O高次の短歌的表現(『岡井隆全歌集』思潮社・内容見本二〇〇五年一〇月)
P岡井隆の近業について(『現代詩手帖』二〇〇七年六月号)
吉本隆明の本格的な短歌(和歌)論は、『源実朝』『初期歌謡論』『西行論』『写生の物語』があり、近代以降に限定しても長塚節、斎藤茂吉、石川啄木、近藤芳美、村上一郎、前登志夫、岸上大作、寺山修司、佐佐木幸綱、福島泰樹、辺見じゅん、俵万智などの歌人・歌集論もある。
著書の詩歌に対する関心は根源的で、現代詩は言うに及ばず、短歌、俳句(名前を挙げれば西東三鬼・齋藤愼爾・角川春樹・西川徹郎・夏石番矢ら)、歌曲(「日本のナショナリズム」の唱歌や童謡の考察をはじめ美空ひばり・中島みゆき・忌野清志郎・遠藤ミチロウ・宇多田ヒカルら)までにわたり、折に触れて言及している。それは次の現状認識に根拠をおいている。
現在、日本の詩には、俳句、短歌、現代詩の三種が共存している。江戸期にも俳句、短歌、漢詩が共存していた。中世には、連歌と短歌とが共存していた。古代には、短歌と長歌とが共存していた。しかし、現在、俳句、短歌、現代詩が共存しているとおなじような意味で、日本の詩形が種々に共存していたということは、明治以前にはなかった。少くとも、明治以前においては、短歌、俳句、連歌、長歌の形式的な差異は、詩の形式上の差異と、そこから派生する詩意識上の差異として理解しうるものであった。しかし、現在の、現代詩と、俳句、短歌の相違は、形式上の差異や、定型、非定型の差異としては論じられない断層がある。
(吉本隆明「三種の詩器」)
吉本隆明はこの断層と隔絶の止揚を目指し、〈普遍的なポエジー〉を希求してやまなかったのである。
その点は岡井隆も変わりはしない、さまざまな試みはそれを物語っている。また吉本隆明への関心も、最初の論争文に止まらず、『吉本隆明を読む日』をはじめ多くの論考を執筆しており、それは晩年まで継続された。
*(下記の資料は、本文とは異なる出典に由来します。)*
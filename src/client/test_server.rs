//! In-process server for exercising the connection worker over real sockets

use std::net::SocketAddr;

use bytes::{BufMut, Bytes, BytesMut};
use tokio::io::{AsyncReadExt, AsyncWriteExt};
use tokio::net::{TcpListener, TcpStream};

use crate::amf::{AmfObject, AmfValue};
use crate::protocol::chunk::{ChunkDecoder, ChunkEncoder, RtmpChunk};
use crate::protocol::constants::*;
use crate::protocol::message::{Command, RtmpMessage, UserControlEvent};

pub(crate) struct TestServer {
    listener: TcpListener,
    addr: SocketAddr,
}

impl TestServer {
    pub async fn bind() -> Self {
        let listener = TcpListener::bind("127.0.0.1:0").await.unwrap();
        let addr = listener.local_addr().unwrap();
        Self { listener, addr }
    }

    /// `rtmp://127.0.0.1:<port>/<path>`, with optional credentials
    pub fn url(&self, userinfo: Option<&str>, path: &str) -> String {
        match userinfo {
            Some(userinfo) => format!("rtmp://{userinfo}@{}/{path}", self.addr),
            None => format!("rtmp://{}/{path}", self.addr),
        }
    }

    pub async fn accept(&self) -> ServerConn {
        let (socket, _) = self.listener.accept().await.unwrap();
        ServerConn {
            socket,
            decoder: ChunkDecoder::new(),
            encoder: ChunkEncoder::new(),
            buf: BytesMut::new(),
        }
    }
}

pub(crate) struct ServerConn {
    socket: TcpStream,
    decoder: ChunkDecoder,
    encoder: ChunkEncoder,
    buf: BytesMut,
}

impl ServerConn {
    /// Answer C0C1 with S0S1S2; a corrupted echo makes S2 differ from C1
    pub async fn handshake(&mut self, corrupt_echo: bool) {
        let mut c0c1 = vec![0u8; 1 + HANDSHAKE_SIZE];
        self.socket.read_exact(&mut c0c1).await.unwrap();
        assert_eq!(c0c1[0], RTMP_VERSION);

        let mut reply = BytesMut::with_capacity(1 + 2 * HANDSHAKE_SIZE);
        reply.put_u8(RTMP_VERSION);
        reply.put_slice(&[0u8; 8]);
        reply.extend((8..HANDSHAKE_SIZE).map(|i| (i * 7 % 256) as u8));
        let mut s2 = c0c1[1..].to_vec();
        if corrupt_echo {
            s2[HANDSHAKE_SIZE - 1] ^= 0xFF;
        }
        reply.put_slice(&s2);
        self.socket.write_all(&reply).await.unwrap();

        if !corrupt_echo {
            let mut c2 = vec![0u8; HANDSHAKE_SIZE];
            self.socket.read_exact(&mut c2).await.unwrap();
            // C2 echoes S1's random bytes
            assert_eq!(&c2[8..], &reply[9..1 + HANDSHAKE_SIZE]);
        }
    }

    /// Next message from the client; `None` once the client hung up
    pub async fn recv_chunk(&mut self) -> Option<RtmpChunk> {
        loop {
            if let Some(chunk) = self.decoder.decode(&mut self.buf).unwrap() {
                if chunk.message_type == MSG_SET_CHUNK_SIZE {
                    let size = u32::from_be_bytes(chunk.payload[..4].try_into().unwrap());
                    self.decoder.set_chunk_size(size).unwrap();
                }
                return Some(chunk);
            }
            match self.socket.read_buf(&mut self.buf).await {
                Ok(0) | Err(_) => return None,
                Ok(_) => {}
            }
        }
    }

    pub async fn recv(&mut self) -> Option<RtmpMessage> {
        let chunk = self.recv_chunk().await?;
        Some(RtmpMessage::from_chunk(&chunk).unwrap())
    }

    /// Next command, skipping protocol control
    pub async fn recv_command(&mut self) -> Command {
        loop {
            match self.recv().await {
                Some(RtmpMessage::Command(cmd)) => return cmd,
                Some(_) => continue,
                None => panic!("client hung up while a command was expected"),
            }
        }
    }

    /// Every command name until the client hangs up
    pub async fn drain_commands(&mut self) -> Vec<String> {
        let mut names = Vec::new();
        while let Some(msg) = self.recv().await {
            if let RtmpMessage::Command(cmd) = msg {
                names.push(cmd.name);
            }
        }
        names
    }

    pub async fn send(&mut self, msg: RtmpMessage, csid: u32, timestamp: u32, stream_id: u32) {
        let mut out = BytesMut::new();
        self.encoder
            .encode_to(&msg.to_chunk(csid, timestamp, stream_id), &mut out);
        self.socket.write_all(&out).await.unwrap();
    }

    pub async fn send_command(&mut self, cmd: Command) {
        let stream_id = cmd.stream_id;
        self.send(RtmpMessage::Command(cmd), CSID_COMMAND, 0, stream_id).await;
    }

    pub async fn send_status(&mut self, stream_id: u32, level: &str, code: &str) {
        self.send_command(Command::new(CMD_ON_STATUS, 0, vec![info(level, code, "")]).on_stream(stream_id))
            .await;
    }

    pub async fn send_video(&mut self, stream_id: u32, timestamp: u32, body: Bytes) {
        self.send(
            RtmpMessage::Video { timestamp, data: body },
            CSID_VIDEO,
            timestamp,
            stream_id,
        )
        .await;
    }

    pub async fn send_user_control(&mut self, event: UserControlEvent) {
        self.send(RtmpMessage::UserControl(event), CSID_PROTOCOL_CONTROL, 0, 0)
            .await;
    }

    /// Expect `connect` and accept it
    pub async fn accept_connect(&mut self) -> Command {
        let connect = self.recv_command().await;
        assert_eq!(connect.name, CMD_CONNECT);
        self.send(RtmpMessage::WindowAckSize(DEFAULT_WINDOW_ACK_SIZE), CSID_PROTOCOL_CONTROL, 0, 0)
            .await;
        self.send_command(
            Command::new(
                CMD_RESULT,
                connect.transaction_id,
                vec![info("status", NC_CONNECT_SUCCESS, "Connection succeeded.")],
            )
            .with_object(AmfValue::Object(AmfObject::from([("fmsVer", "FMS/3,5,7,7009")]))),
        )
        .await;
        connect
    }

    /// Expect `connect` and reject it with `description`
    pub async fn reject_connect(&mut self, description: &str) -> Command {
        let connect = self.recv_command().await;
        assert_eq!(connect.name, CMD_CONNECT);
        self.send_command(Command::new(
            CMD_ERROR,
            connect.transaction_id,
            vec![info("error", NC_CONNECT_REJECTED, description)],
        ))
        .await;
        connect
    }

    /// Expect `createStream` and answer with `stream_id`
    pub async fn accept_create_stream(&mut self, stream_id: u32) {
        let cmd = self.recv_command().await;
        assert_eq!(cmd.name, CMD_CREATE_STREAM);
        self.send_command(Command::new(
            CMD_RESULT,
            cmd.transaction_id,
            vec![AmfValue::Number(stream_id as f64)],
        ))
        .await;
    }
}

pub(crate) fn info(level: &str, code: &str, description: &str) -> AmfValue {
    AmfValue::Object(AmfObject::from([
        ("level", level),
        ("code", code),
        ("description", description),
    ]))
}

/// `app` from a connect command object
pub(crate) fn connect_app(connect: &Command) -> String {
    connect
        .command_object
        .as_object()
        .and_then(|obj| obj.get("app"))
        .and_then(AmfValue::as_str)
        .unwrap_or_default()
        .to_string()
}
詩人と歌人の違いはあっても、実作はもとより、社会的見識と人格的叡智においても、まさに両雄並び立つという様相を呈していたのである。そして、なによりも激しい応酬にはじまりながら、反目や対立へいたることなく、相互に尊重し、良きライバルとしてあったことはきわめて稀なケースといえるだろう。
吉本隆明の遺した短歌は次の四首である。
紫陽花のはなのひとつら手にとりて越の立山われゆかんとす
手をとりてつげたきこともありにしを山河も人もわかれてきにけり
しんしんと蒼きが四方にひろごりぬそのはてにこそ懈惰はさびし
さびしけれどその名は言はじ山に来てひかれる峡の雪をし見るも
(吉本隆明『初期ノート』より・一九四五年作)
これと一緒に、「異人」という詩の「(序曲)」《ひたすらに異神をおいてゆくときにあとふりかえれわがおもう人》を挙げた人もいる。
わたしは岡井隆の逝去に際し、追悼の意を籠めて、この本を編んだ。
これは吉本さんが存命であったなら、本書の刊行を躊躇なく許諾されただろうというおもいに基づくものである。